I can understand how developers might not be happy about it but I think
Twitter would be ill-advised to eschew sensible changes for the users because
of what amounts to politics.

------
jasonmar
HN is always talking about metrics, scalability, and engineering, here's my
take on this from that perspective:

Imagine a twitter engineer working on the redesign was looking at data from
the homepage, looking for something to remove.

It turns out that the least clicked on thing on the entire page is the client
attribution.

He looks at eye-tracking data too, and it turns out the only people who look
at the client names, are developers!

The engineer opens his iPhone's calculator, and finds that by removing
attribution he is reducing dynamic stream content by 33% (tweet, time,
attribution) for 100M+ users.

What kind of engineer is not going to jump on this?
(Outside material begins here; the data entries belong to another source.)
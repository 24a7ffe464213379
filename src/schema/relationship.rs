/// A declared, named link from a column of one table to a column of another.
///
/// `member.team` = `member.team_id -> team.id`. Joining along it without an
/// explicit ON condition uses that equality.
#[derive(Debug, Clone, PartialEq, Eq)]
pub struct Relationship {
    pub name: String,
    pub table: String,
    pub column: String,
    pub target_table: String,
    pub target_column: String,
}

impl Relationship {
    pub fn new(name: &str, table: &str, column: &str, target_table: &str, target_column: &str) -> Self {
        Self {
            name: name.to_string(),
            table: table.to_ascii_lowercase(),
            column: column.to_string(),
            target_table: target_table.to_ascii_lowercase(),
            target_column: target_column.to_string(),
        }
    }
}
use std::sync::Arc;

use crate::{
    expr::Literal,
    query::{MutationPlan, QueryPlan},
};

/// What a statement was rendered from. Stores that evaluate plans directly
/// read it instead of parsing the SQL.
#[derive(Debug, Clone, PartialEq)]
pub enum StatementPlan {
    Select(Arc<QueryPlan>),
    /// Row count of the plan, ignoring its order and window.
    Count(Arc<QueryPlan>),
    Mutation(Arc<MutationPlan>),
}

/// Rendered SQL with its bound parameters, in placeholder order.
#[derive(Debug, Clone, PartialEq)]
pub struct Statement {
    pub sql: String,
    pub params: Vec<Literal>,
    pub plan: StatementPlan,
}

impl Statement {
    pub fn kind(&self) -> &'static str {
        match self.plan {
            StatementPlan::Select(_) => "select",
            StatementPlan::Count(_) => "count",
            StatementPlan::Mutation(_) => "mutation",
        }
    }
}
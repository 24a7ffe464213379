use serde_json::Value;

use crate::{memory::aggregates::Accumulator, storage::StorageError};

#[derive(Default)]
pub struct AvgAcc {
    sum: f64,
    cnt: i64,
}

impl Accumulator for AvgAcc {
    fn update(&mut self, args: &[Value]) -> Result<(), StorageError> {
        let [v] = args else {
            return Err(StorageError::Evaluation("AVG takes one argument".into()));
        };
        match v {
            Value::Null => {}
            Value::Number(n) => {
                let f = n.as_f64().ok_or_else(|| StorageError::Evaluation("AVG got non numeric number".into()))?;
                self.sum += f;
                self.cnt += 1;
            }
            other => return Err(StorageError::Evaluation(format!("AVG got non numeric value {other}"))),
        }
        Ok(())
    }

    fn finalize(&self) -> Value {
        if self.cnt == 0 {
            return Value::Null;
        }
        serde_json::Number::from_f64(self.sum / self.cnt as f64).map(Value::Number).unwrap_or(Value::Null)
    }
}
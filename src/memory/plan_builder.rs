use crate::{
    expr::{ColumnRef, ScalarExpr},
    memory::logical_plan::{AggregateCall, LogicalPlan},
    query::{JoinKind, QueryPlan, SelectItem},
    storage::StorageError,
};

/// Lowers a resolved `QueryPlan` into a `LogicalPlan`:
/// Scan → Join → Filter → Aggregate → Filter(having) → Sort → Project →
/// Distinct → Limit.
pub struct PlanBuilder;

impl PlanBuilder {
    pub fn from_query(plan: &QueryPlan) -> Result<LogicalPlan, StorageError> {
        let mut sources = plan.from.iter();
        let first = sources.next().ok_or_else(|| StorageError::Evaluation("query has no source".into()))?;
        let mut node = Self::scan(&first.table, &first.alias);
        for s in sources {
            node = LogicalPlan::Join {
                left: Box::new(node),
                right: Box::new(Self::scan(&s.table, &s.alias)),
                kind: JoinKind::Cross,
                on: None,
            };
        }
        for join in &plan.joins {
            node = LogicalPlan::Join {
                left: Box::new(node),
                right: Box::new(Self::scan(&join.target.table, &join.target.alias)),
                kind: join.kind,
                on: join.on.clone(),
            };
        }
        if let Some(p) = &plan.predicate {
            node = LogicalPlan::Filter { input: Box::new(node), predicate: p.clone() };
        }

        let mut items: Vec<(ScalarExpr, String)> = Vec::with_capacity(plan.projection.len());
        for (i, item) in plan.projection.iter().enumerate() {
            match item {
                SelectItem::Expr { expr, .. } => items.push((expr.clone(), item.label(i))),
                SelectItem::AllColumns { source } => {
                    return Err(StorageError::Evaluation(format!("unresolved entity projection of '{}'", source.alias)));
                }
            }
        }
        let mut order = plan.order_by.clone();

        if plan.is_grouped() {
            let group_outputs: Vec<String> = (0..plan.group_by.len()).map(|i| format!("_g{}", i)).collect();
            let aggs = Self::collect_aggregates(plan);
            let rewrite = |e: &ScalarExpr| -> Option<ScalarExpr> {
                if let Some(i) = plan.group_by.iter().position(|g| g == e) {
                    return Some(ScalarExpr::Column(ColumnRef::unqualified(&group_outputs[i])));
                }
                aggs.iter()
                    .find(|a| Self::matches(a, e))
                    .map(|a| ScalarExpr::Column(ColumnRef::unqualified(&a.output)))
            };
            let having = plan.having.as_ref().map(|h| h.rewrite_exprs(&rewrite));
            for (expr, _) in items.iter_mut() {
                *expr = expr.rewrite(&rewrite);
            }
            for key in order.iter_mut() {
                key.expr = key.expr.rewrite(&rewrite);
            }
            node = LogicalPlan::Aggregate {
                input: Box::new(node),
                group_keys: plan.group_by.clone(),
                group_outputs: group_outputs.clone(),
                aggs,
            };
            if let Some(h) = having {
                node = LogicalPlan::Filter { input: Box::new(node), predicate: h };
            }
        }

        if !order.is_empty() {
            node = LogicalPlan::Sort { input: Box::new(node), keys: order };
        }
        node = LogicalPlan::Project { input: Box::new(node), items };
        if plan.distinct {
            node = LogicalPlan::Distinct { input: Box::new(node) };
        }
        if plan.limit.is_some() || plan.offset.is_some() {
            node = LogicalPlan::Limit { input: Box::new(node), limit: plan.limit, offset: plan.offset };
        }
        Ok(node)
    }

    fn scan(table: &str, alias: &str) -> LogicalPlan {
        LogicalPlan::Scan { table: table.to_string(), alias: alias.to_string() }
    }

    fn matches(call: &AggregateCall, e: &ScalarExpr) -> bool {
        match e {
            ScalarExpr::Aggregate { func, arg, distinct } =>
                *func == call.func && *distinct == call.distinct && arg.as_deref() == call.arg.as_ref(),
            _ => false,
        }
    }

    /// Distinct aggregate calls of the projection, HAVING and ORDER BY.
    fn collect_aggregates(plan: &QueryPlan) -> Vec<AggregateCall> {
        let mut calls: Vec<AggregateCall> = Vec::new();
        let mut visit = |e: &ScalarExpr| {
            if let ScalarExpr::Aggregate { func, arg, distinct } = e {
                let candidate = AggregateCall {
                    func: *func,
                    arg: arg.as_deref().cloned(),
                    distinct: *distinct,
                    output: format!("_a{}", calls.len()),
                };
                if !calls.iter().any(|c| Self::matches(c, e)) {
                    calls.push(candidate);
                }
            }
        };
        for item in &plan.projection {
            if let Some(e) = item.scalar() { e.walk(&mut visit); }
        }
        if let Some(h) = &plan.having { h.walk_exprs(&mut visit); }
        for o in &plan.order_by { o.expr.walk(&mut visit); }
        calls
    }
}
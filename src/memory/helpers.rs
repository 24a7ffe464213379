use std::cmp::Ordering;

use serde_json::Value;

pub struct Helpers;

impl Helpers {
    /// Hashable identity of a value tuple, used for grouping and DISTINCT.
    pub fn canonical_tuple(vals: &[Value]) -> String {
        serde_json::to_string(vals).unwrap_or_default()
    }

    /// Orders two non-null scalars of compatible kinds; `None` when the
    /// kinds cannot be compared.
    pub fn compare_values(a: &Value, b: &Value) -> Option<Ordering> {
        match (a, b) {
            (Value::Bool(x), Value::Bool(y)) => Some(x.cmp(y)),
            (Value::Number(x), Value::Number(y)) => match (x.as_i64(), y.as_i64()) {
                (Some(ix), Some(iy)) => Some(ix.cmp(&iy)),
                _ => x.as_f64()?.partial_cmp(&y.as_f64()?),
            },
            (Value::String(x), Value::String(y)) => Some(x.cmp(y)),
            _ => None,
        }
    }

    /// Sort comparator. Nulls go last when `nulls_last`, first otherwise,
    /// whatever the direction.
    pub fn cmp_json_for_sort(a: &Value, b: &Value, ascending: bool, nulls_last: bool) -> Ordering {
        let ord = match (a, b) {
            (Value::Null, Value::Null) => return Ordering::Equal,
            (Value::Null, _) => return if nulls_last { Ordering::Greater } else { Ordering::Less },
            (_, Value::Null) => return if nulls_last { Ordering::Less } else { Ordering::Greater },
            _ => Self::compare_values(a, b)
                .unwrap_or_else(|| Self::type_rank(a).cmp(&Self::type_rank(b))),
        };
        if ascending { ord } else { ord.reverse() }
    }

    fn type_rank(v: &Value) -> u8 {
        match v {
            Value::Null => 0, Value::Bool(_) => 1, Value::Number(_) => 2, Value::String(_) => 3,
            Value::Array(_) => 4, Value::Object(_) => 5
        }
    }

    /// Text form used by concatenation and `string_value`.
    pub fn to_text(v: &Value) -> Option<String> {
        match v {
            Value::Null => None,
            Value::String(s) => Some(s.clone()),
            Value::Bool(b) => Some(b.to_string()),
            Value::Number(n) => Some(n.to_string()),
            other => Some(other.to_string()),
        }
    }
}
use indexmap::IndexMap;
use once_cell::sync::Lazy;

/// SQL flavour a statement is rendered for.
#[derive(Debug, Clone, Copy, Default, PartialEq, Eq)]
pub enum SqlDialect {
    #[default]
    Ansi,
    Postgres,
    MySql,
}

/// A named SQL function callable through `function::<T>(name, args)`.
#[derive(Debug, Clone, Copy, PartialEq, Eq)]
pub struct FunctionSpec {
    pub sql_name: &'static str,
    pub min_args: usize,
    /// `None` = variadic.
    pub max_args: Option<usize>,
}

impl FunctionSpec {
    pub fn accepts(&self, args: usize) -> bool {
        args >= self.min_args && self.max_args.is_none_or(|max| args <= max)
    }

    pub fn arity(&self) -> String {
        match self.max_args {
            Some(max) if max == self.min_args => max.to_string(),
            Some(max) => format!("{}..{}", self.min_args, max),
            None => format!("{}+", self.min_args),
        }
    }
}

static FUNCTIONS: Lazy<IndexMap<&'static str, FunctionSpec>> = Lazy::new(|| {
    IndexMap::from([
        ("replace", FunctionSpec { sql_name: "REPLACE", min_args: 3, max_args: Some(3) }),
        ("coalesce", FunctionSpec { sql_name: "COALESCE", min_args: 1, max_args: None }),
        ("abs", FunctionSpec { sql_name: "ABS", min_args: 1, max_args: Some(1) }),
        ("substring", FunctionSpec { sql_name: "SUBSTRING", min_args: 2, max_args: Some(3) }),
    ])
});

/// Upper bound MySQL expects when only an offset is given.
const MYSQL_MAX_LIMIT: &str = "18446744073709551615";

impl SqlDialect {
    /// Placeholder for the `index`-th bound parameter (1-based).
    pub fn placeholder(&self, index: usize) -> String {
        match self {
            SqlDialect::Postgres => format!("${}", index),
            SqlDialect::Ansi | SqlDialect::MySql => "?".to_string(),
        }
    }

    pub fn quote(&self, ident: &str) -> String {
        match self {
            SqlDialect::MySql => format!("`{}`", ident.replace('`', "``")),
            SqlDialect::Ansi | SqlDialect::Postgres => format!("\"{}\"", ident.replace('"', "\"\"")),
        }
    }

    pub fn concat(&self, left: &str, right: &str) -> String {
        match self {
            SqlDialect::MySql => format!("CONCAT({}, {})", left, right),
            SqlDialect::Ansi | SqlDialect::Postgres => format!("({} || {})", left, right),
        }
    }

    pub fn cast_to_text(&self, expr: &str) -> String {
        match self {
            SqlDialect::Ansi => format!("CAST({} AS VARCHAR)", expr),
            SqlDialect::Postgres => format!("CAST({} AS TEXT)", expr),
            SqlDialect::MySql => format!("CAST({} AS CHAR)", expr),
        }
    }

    pub fn length_function(&self) -> &'static str {
        match self {
            SqlDialect::Postgres => "LENGTH",
            SqlDialect::Ansi | SqlDialect::MySql => "CHAR_LENGTH",
        }
    }

    /// Whether `NULLS FIRST` / `NULLS LAST` can be written directly.
    pub fn supports_null_ordering(&self) -> bool {
        !matches!(self, SqlDialect::MySql)
    }

    /// Renders the row window. `limit`/`offset` are placeholders already bound
    /// by the caller, in the order this dialect writes them.
    pub fn window(&self, limit: Option<&str>, offset: Option<&str>) -> String {
        match (self, limit, offset) {
            (_, None, None) => String::new(),
            (SqlDialect::Ansi, limit, offset) => {
                let mut out = String::new();
                if let Some(o) = offset { out.push_str(&format!(" OFFSET {} ROWS", o)); }
                if let Some(l) = limit { out.push_str(&format!(" FETCH NEXT {} ROWS ONLY", l)); }
                out
            }
            (_, Some(l), None) => format!(" LIMIT {}", l),
            (SqlDialect::MySql, None, Some(o)) => format!(" LIMIT {} OFFSET {}", MYSQL_MAX_LIMIT, o),
            (_, None, Some(o)) => format!(" OFFSET {}", o),
            (_, Some(l), Some(o)) => format!(" LIMIT {} OFFSET {}", l, o),
        }
    }

    /// Whether the window binds the offset before the limit.
    pub fn offset_first(&self) -> bool {
        matches!(self, SqlDialect::Ansi)
    }

    pub fn function(&self, name: &str) -> Option<&'static FunctionSpec> {
        FUNCTIONS.get(name)
    }
}
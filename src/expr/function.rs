use std::{fmt, sync::Arc};

/// Row-level functions.
#[derive(Debug, Clone, PartialEq, Eq, Hash)]
pub enum ScalarFunction {
    Upper,
    Lower,
    Trim,
    Length,
    /// Cast to text (`stringValue()`).
    StringValue,
    /// Any other SQL function, looked up by name in the dialect registry.
    Named(Arc<str>),
}

impl ScalarFunction {
    pub fn name(&self) -> &str {
        match self {
            ScalarFunction::Upper => "upper",
            ScalarFunction::Lower => "lower",
            ScalarFunction::Trim => "trim",
            ScalarFunction::Length => "length",
            ScalarFunction::StringValue => "string_value",
            ScalarFunction::Named(name) => name,
        }
    }
}

/// Group-level functions.
#[derive(Debug, Clone, Copy, PartialEq, Eq, Hash)]
pub enum AggregateFunction {
    Count,
    Sum,
    Avg,
    Min,
    Max,
}

impl AggregateFunction {
    pub fn name(&self) -> &'static str {
        match self {
            AggregateFunction::Count => "count",
            AggregateFunction::Sum => "sum",
            AggregateFunction::Avg => "avg",
            AggregateFunction::Min => "min",
            AggregateFunction::Max => "max",
        }
    }
}

impl fmt::Display for AggregateFunction {
    fn fmt(&self, f: &mut fmt::Formatter<'_>) -> fmt::Result {
        f.write_str(&self.name().to_ascii_uppercase())
    }
}
use std::sync::Arc;

use crate::{
    expr::ScalarExpr,
    predicate::Predicate,
    query::{BuildError, JoinSpec, OrderSpec, SelectItem},
    schema::Source,
};

/// Frozen description of a select query. Produced by `SelectBuilder`,
/// shared behind `Arc` and never mutated afterwards.
#[derive(Debug, Clone, PartialEq, Default)]
pub struct QueryPlan {
    pub projection: Vec<SelectItem>,
    pub from: Vec<Source>,
    pub joins: Vec<JoinSpec>,
    pub predicate: Option<Predicate>,
    pub group_by: Vec<ScalarExpr>,
    pub having: Option<Predicate>,
    pub order_by: Vec<OrderSpec>,
    pub offset: Option<u64>,
    pub limit: Option<u64>,
    pub distinct: bool,
    /// First builder misuse of a subquery, reported when the enclosing
    /// query is built.
    pub(crate) pending: Option<BuildError>,
}

impl QueryPlan {
    /// Every source in scope: `from` entries, then join targets.
    pub fn sources(&self) -> impl Iterator<Item = &Source> {
        self.from.iter().chain(self.joins.iter().map(|j| &j.target))
    }

    pub fn source(&self, alias: &str) -> Option<&Source> {
        self.sources().find(|s| &*s.alias == alias)
    }

    pub fn has_aggregates(&self) -> bool {
        self.projection.iter().filter_map(SelectItem::scalar).any(ScalarExpr::contains_aggregate)
            || self.having.as_ref().is_some_and(Predicate::contains_aggregate)
            || self.order_by.iter().any(|o| o.expr.contains_aggregate())
    }

    /// Grouped queries collapse rows: GROUP BY or any aggregate.
    pub fn is_grouped(&self) -> bool {
        !self.group_by.is_empty() || self.has_aggregates()
    }

    /// Copy with a different row window; the original plan is untouched.
    pub fn with_window(&self, offset: Option<u64>, limit: Option<u64>) -> Arc<QueryPlan> {
        Arc::new(QueryPlan { offset, limit, ..self.clone() })
    }
}
pub mod aggregates;
pub mod config;
pub mod eval;
pub mod helpers;
pub mod id_manager;
pub mod id_type;
pub mod logical_plan;
pub mod memory_store;
pub mod memory_table;
pub mod plan_builder;
pub mod plan_executor;

pub use config::*;
pub use id_manager::*;
pub use id_type::*;
pub use memory_store::*;
pub use memory_table::*;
Especially for a piece
nobody except developers is going to complain about losing?

A cleaner, faster homepage is better for users. Sorry developers, the world
does not revolve around you.

------
jrockway
I hate the attribution. I also like the old twitter web interface.

When I'm not using the web interface, I use it through an irc proxy. No
pictures, no attribution... nothing but content.

(On my phone, I use Twidroid, but it's so buggy that all tweets attributed to
Twidroid from me are usually, "it botched my priceless photo again". Not
exactly the advertising they want, I bet...)

------
ja2ke
It's not just the attributions leaving the main feed. Just a few months ago
Twitter was going out of their way to promoting 3rd party clients (in the form
of free advertising in the web client, in the space now occupied by Who To
Follow). The last few months have seen almost all promotion for 3rd party
clients disappear.

Going from attributing every tweet in the main feed and promoting outside
clients freely on the sidebar of everyone's account to shunting attributions
into a secondary info pane, that's a very large shift.

------
catshirt
even though (like many pointed out) it's only moved- not removed... what's
important here is the sentiment, which is the same.

if this was in fact removed intentionally, i can't help but think that this
was a conscious decision to make twitter a much more central (at the peril of
third parties) experience (much like the overall bigger picture of
#newtwitter).

that all said... they did add gist support which is so awesome. i can't take
sides on this one.

------
SilianRail
Ok it's actually just moved a little bit, but more importantly...

Why really should Twitter care? Do they have any obligation to developers? No.
Correct me if I'm wrong but legally what's stopping Twitter from shutting off
its API and creating its own client?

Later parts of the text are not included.